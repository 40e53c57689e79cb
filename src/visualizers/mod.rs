//! Visual consumers of driver events.
//!
//! Every panel is a pure `render(&Snapshot) -> Frame` function. [`Visuals`] is the
//! listener that decides which panels refresh on which event and keeps the most
//! recent frame of each for the host surface to draw.

pub mod attention;
pub mod cadence;
pub mod confusion;
pub mod data_flow;
pub mod feature_maps;
pub mod loss_chart;
pub mod status;

use rand::{rngs::StdRng, SeedableRng};

pub use attention::{AttentionFrame, AttentionOverlay};
pub use cadence::Cadence;
pub use confusion::{ConfusionFrame, ConfusionMatrix};
pub use data_flow::{DataFlow, Particle, Route};
pub use feature_maps::{FeatureMapFrame, FeatureMapGrid};
pub use loss_chart::{LossChart, LossChartFrame};
pub use status::StatusFrame;

use crate::{
    driver::{Snapshot, TrainingEvent, TrainingListener},
    network::NetworkRenderer,
    topology::Topology,
};

const MAX_LOGS: usize = 200;

/// Default chart width when the host has not measured its surface.
pub const DEFAULT_CHART_WIDTH: f64 = 600.0;

/// Derives the RNG a panel uses for one epoch, so re-rendering is repeatable.
pub(crate) fn epoch_rng(seed: u64, epoch: usize, salt: u64) -> StdRng {
    let mixed = seed
        ^ (epoch as u64).wrapping_mul(0x9E37_79B9_7F4A_7C15)
        ^ salt.rotate_left(32);
    StdRng::seed_from_u64(mixed)
}

/// A single entry of the in-view event log.
#[derive(Debug, Clone, PartialEq, Eq)]
pub struct LogLine {
    pub level: &'static str,
    pub message: String,
}

/// Connection and neuron styling of the network diagram.
#[derive(Debug, Clone, Copy, PartialEq, Default)]
pub struct NetworkStyle {
    /// Opacity of every connection; 0 hides them.
    pub edge_opacity: f64,
    /// Output neurons pulse once a run finished.
    pub pulse_outputs: bool,
}

pub struct Visuals {
    cadence: Cadence,
    network: NetworkRenderer,
    chart: LossChart,
    feature_maps: FeatureMapGrid,
    attention: AttentionOverlay,
    confusion: ConfusionMatrix,
    data_flow: DataFlow,

    status_frame: StatusFrame,
    chart_frame: LossChartFrame,
    feature_frame: FeatureMapFrame,
    attention_frame: AttentionFrame,
    confusion_frame: ConfusionFrame,
    network_style: NetworkStyle,
    routes: Vec<Route>,
    logs: Vec<LogLine>,
}

impl Visuals {
    /// Creates the panel set for `topology`.
    ///
    /// # Args
    /// * `topology` - Currently selected topology.
    /// * `cadence` - Refresh thresholds of the secondary panels.
    /// * `seed` - Seed of the decorative noise.
    pub fn new(topology: Topology, cadence: Cadence, seed: u64) -> Self {
        let chart = LossChart::new(DEFAULT_CHART_WIDTH);
        Self {
            cadence,
            network: NetworkRenderer::new(topology),
            chart,
            feature_maps: FeatureMapGrid::new(seed),
            attention: AttentionOverlay::new(seed),
            confusion: ConfusionMatrix::new(seed),
            data_flow: DataFlow::new(seed),
            status_frame: StatusFrame::default(),
            chart_frame: chart.blank(),
            feature_frame: FeatureMapFrame::hidden(),
            attention_frame: AttentionFrame::hidden(),
            confusion_frame: ConfusionFrame::hidden(topology.output().units),
            network_style: NetworkStyle::default(),
            routes: Vec::new(),
            logs: vec![LogLine {
                level: "INFO",
                message: format!("{} ready", topology.variant().display_name()),
            }],
        }
    }

    /// Changes the chart surface width and rescales the current chart frame to it.
    pub fn set_chart_width(&mut self, width: f64) {
        if width <= 0.0 || width == self.chart.width() {
            return;
        }
        self.chart = LossChart::new(width);

        let frame = &mut self.chart_frame;
        if frame.width > 0.0 {
            let ratio = width / frame.width;
            for p in frame.curve.iter_mut().chain(frame.points.iter_mut()) {
                p.x *= ratio;
            }
        }
        frame.width = width;
    }

    pub fn cadence(&self) -> &Cadence {
        &self.cadence
    }

    pub fn network(&self) -> &NetworkRenderer {
        &self.network
    }

    pub fn status(&self) -> &StatusFrame {
        &self.status_frame
    }

    pub fn chart(&self) -> &LossChartFrame {
        &self.chart_frame
    }

    pub fn feature_maps(&self) -> &FeatureMapFrame {
        &self.feature_frame
    }

    pub fn attention(&self) -> &AttentionFrame {
        &self.attention_frame
    }

    pub fn confusion(&self) -> &ConfusionFrame {
        &self.confusion_frame
    }

    pub fn network_style(&self) -> NetworkStyle {
        self.network_style
    }

    /// Particle routes spawned by the latest epoch.
    pub fn routes(&self) -> &[Route] {
        &self.routes
    }

    pub fn logs(&self) -> &[LogLine] {
        &self.logs
    }

    fn clear_run(&mut self, topology: &Topology) {
        self.chart_frame = self.chart.blank();
        self.feature_frame = FeatureMapFrame::hidden();
        self.attention_frame = AttentionFrame::hidden();
        self.confusion_frame = ConfusionFrame::hidden(topology.output().units);
        self.routes.clear();
    }

    fn refresh_epoch(&mut self, snapshot: &Snapshot<'_>) {
        self.chart_frame = self.chart.render(snapshot);
        self.routes = self.data_flow.routes(self.network.graph(), snapshot.epoch);

        if self.cadence.refresh_feature_maps(snapshot.epoch) {
            self.feature_frame = self.feature_maps.render(snapshot);
        }
        if self
            .cadence
            .refresh_attention(snapshot.epoch, snapshot.variant())
        {
            self.attention_frame = self.attention.render(snapshot);
        }
        if self
            .cadence
            .refresh_confusion(snapshot.epoch, snapshot.max_epochs)
        {
            self.confusion_frame = self.confusion.render(snapshot);
        }
    }

    fn push_log(&mut self, level: &'static str, message: String) {
        self.logs.push(LogLine { level, message });
        if self.logs.len() > MAX_LOGS {
            let drain = self.logs.len() - MAX_LOGS;
            self.logs.drain(0..drain);
        }
    }
}

impl TrainingListener for Visuals {
    fn on_event(&mut self, event: &TrainingEvent, snapshot: &Snapshot<'_>) {
        self.status_frame = status::render(snapshot);

        match event {
            TrainingEvent::Started => {
                self.clear_run(snapshot.topology);
                self.network_style = NetworkStyle {
                    edge_opacity: crate::network::EDGE_OPACITY,
                    pulse_outputs: false,
                };
                self.push_log(
                    "INFO",
                    format!(
                        "training {} for {} epochs",
                        snapshot.variant(),
                        snapshot.max_epochs
                    ),
                );
            }

            TrainingEvent::EpochUpdated { record, .. } => {
                self.refresh_epoch(snapshot);
                self.push_log(
                    "INFO",
                    format!(
                        "epoch {}: loss={:.4} val_loss={:.4} acc={:.2}%",
                        record.epoch, record.train_loss, record.val_loss, record.accuracy
                    ),
                );
            }

            TrainingEvent::Paused { epoch } => {
                self.push_log("INFO", format!("paused at epoch {epoch}"));
            }

            TrainingEvent::Resumed { epoch } => {
                self.push_log("INFO", format!("resumed at epoch {epoch}"));
            }

            TrainingEvent::Completed { final_record } => {
                self.network_style.pulse_outputs = true;
                self.push_log(
                    "INFO",
                    format!(
                        "training complete, final loss {:.4}",
                        final_record.train_loss
                    ),
                );
            }

            TrainingEvent::Reset => {
                self.clear_run(snapshot.topology);
                self.network_style = NetworkStyle::default();
                self.push_log("WARN", "training reset".into());
            }

            TrainingEvent::TopologyChanged { variant } => {
                self.network.rebuild(*snapshot.topology);
                self.clear_run(snapshot.topology);
                self.push_log("INFO", format!("model switched to {variant}"));
            }
        }
    }
}

#[cfg(test)]
mod tests {
    use std::{num::NonZeroUsize, time::Duration};

    use super::*;
    use crate::{
        driver::{DriverConfig, TrainingDriver},
        metrics::MetricsGenerator,
        scheduler::ManualScheduler,
        topology::{layers_for, Variant},
    };

    const TICK: Duration = Duration::from_millis(100);

    fn setup(variant: Variant) -> (TrainingDriver<ManualScheduler>, ManualScheduler, Visuals) {
        let clock = ManualScheduler::new();
        let config = DriverConfig::new(NonZeroUsize::new(10).unwrap(), TICK).unwrap();
        let driver = TrainingDriver::new(
            config,
            variant,
            MetricsGenerator::new(Some(2)),
            clock.clone(),
        );
        let visuals = Visuals::new(layers_for(variant), Cadence::default(), 2);
        (driver, clock, visuals)
    }

    fn run_epochs(
        d: &mut TrainingDriver<ManualScheduler>,
        clock: &ManualScheduler,
        v: &mut Visuals,
        n: usize,
    ) {
        for _ in 0..n {
            clock.advance(TICK);
            d.poll(v);
        }
    }

    #[test]
    fn secondary_panels_follow_cadence() {
        let (mut d, clock, mut v) = setup(Variant::Transformer);
        d.start(&mut v);
        assert_eq!(v.network_style().edge_opacity, crate::network::EDGE_OPACITY);
        assert_eq!(v.status().message, "Initializing training...");

        run_epochs(&mut d, &clock, &mut v, 1);
        assert_eq!(v.feature_maps().visible_count(), 0);
        assert!(!v.attention().is_visible());

        run_epochs(&mut d, &clock, &mut v, 1);
        assert_eq!(v.feature_maps().visible_count(), 2);

        run_epochs(&mut d, &clock, &mut v, 1);
        assert!(v.attention().is_visible());
        assert!(!v.confusion().visible);

        run_epochs(&mut d, &clock, &mut v, 3);
        assert!(v.confusion().visible);
        assert_eq!(v.confusion().classes(), 10);
        assert_eq!(v.chart().points.len(), 5);
        assert_eq!(v.chart().curve.len(), 6);
    }

    #[test]
    fn chart_width_rescales_current_frame() {
        let (mut d, clock, mut v) = setup(Variant::Mlp);
        d.start(&mut v);
        run_epochs(&mut d, &clock, &mut v, 2);
        assert_eq!(v.chart().curve[1].x, 2.0 * DEFAULT_CHART_WIDTH / 10.0);

        v.set_chart_width(100.0);
        assert_eq!(v.chart().width, 100.0);
        assert!((v.chart().curve[1].x - 20.0).abs() < 1e-9);
        assert!((v.chart().points[1].x - 20.0).abs() < 1e-9);

        run_epochs(&mut d, &clock, &mut v, 1);
        assert!((v.chart().curve[2].x - 30.0).abs() < 1e-9);

        v.set_chart_width(0.0);
        assert_eq!(v.chart().width, 100.0);
    }

    #[test]
    fn attention_stays_hidden_for_mlp() {
        let (mut d, clock, mut v) = setup(Variant::Mlp);
        d.start(&mut v);
        run_epochs(&mut d, &clock, &mut v, 10);
        assert!(!v.attention().is_visible());
        assert!(v.network_style().pulse_outputs);
        assert!(v.status().message.starts_with("Training completed!"));
    }

    #[test]
    fn reset_clears_every_panel() {
        let (mut d, clock, mut v) = setup(Variant::Transformer);
        d.start(&mut v);
        run_epochs(&mut d, &clock, &mut v, 8);
        d.reset(&mut v);

        assert_eq!(v.status(), &StatusFrame::default());
        assert!(v.chart().points.is_empty());
        assert!(v.chart().curve.is_empty());
        assert_eq!(v.chart().width, DEFAULT_CHART_WIDTH);
        assert_eq!(v.feature_maps().visible_count(), 0);
        assert!(!v.attention().is_visible());
        assert_eq!(v.confusion(), &ConfusionFrame::hidden(10));
        assert_eq!(v.network_style(), NetworkStyle::default());
        assert!(v.routes().is_empty());
    }

    #[test]
    fn topology_change_rebuilds_network() {
        let (mut d, clock, mut v) = setup(Variant::Mlp);
        d.start(&mut v);
        run_epochs(&mut d, &clock, &mut v, 2);

        d.set_variant(Variant::Cnn, &mut v);
        assert_eq!(v.network().topology().variant(), Variant::Cnn);
        assert_eq!(v.network().graph().edges.len(), 1192);
        assert_eq!(v.confusion().classes(), 10);
        assert_eq!(v.network_style().edge_opacity, 0.0);
        assert!(v
            .logs()
            .iter()
            .any(|l| l.message == "model switched to cnn"));
    }

    #[test]
    fn log_is_bounded() {
        let (mut d, _clock, mut v) = setup(Variant::Mlp);
        for _ in 0..150 {
            d.start(&mut v);
            d.reset(&mut v);
        }
        assert_eq!(v.logs().len(), MAX_LOGS);
        assert_eq!(v.logs().last().map(|l| l.level), Some("WARN"));
    }
}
──────
ASSIGNMENT:
Would you filter the entries above and keep each line that has the word "routes"?

ANSWER TO THIS EXERCISE:
    routes: Vec<Route>,
            routes: Vec::new(),
    /// Particle routes spawned by the latest epoch.
    pub fn routes(&self) -> &[Route] {
        &self.routes
        self.routes.clear();
        self.routes = self.data_flow.routes(self.network.graph(), snapshot.epoch);
        assert!(v.routes().is_empty());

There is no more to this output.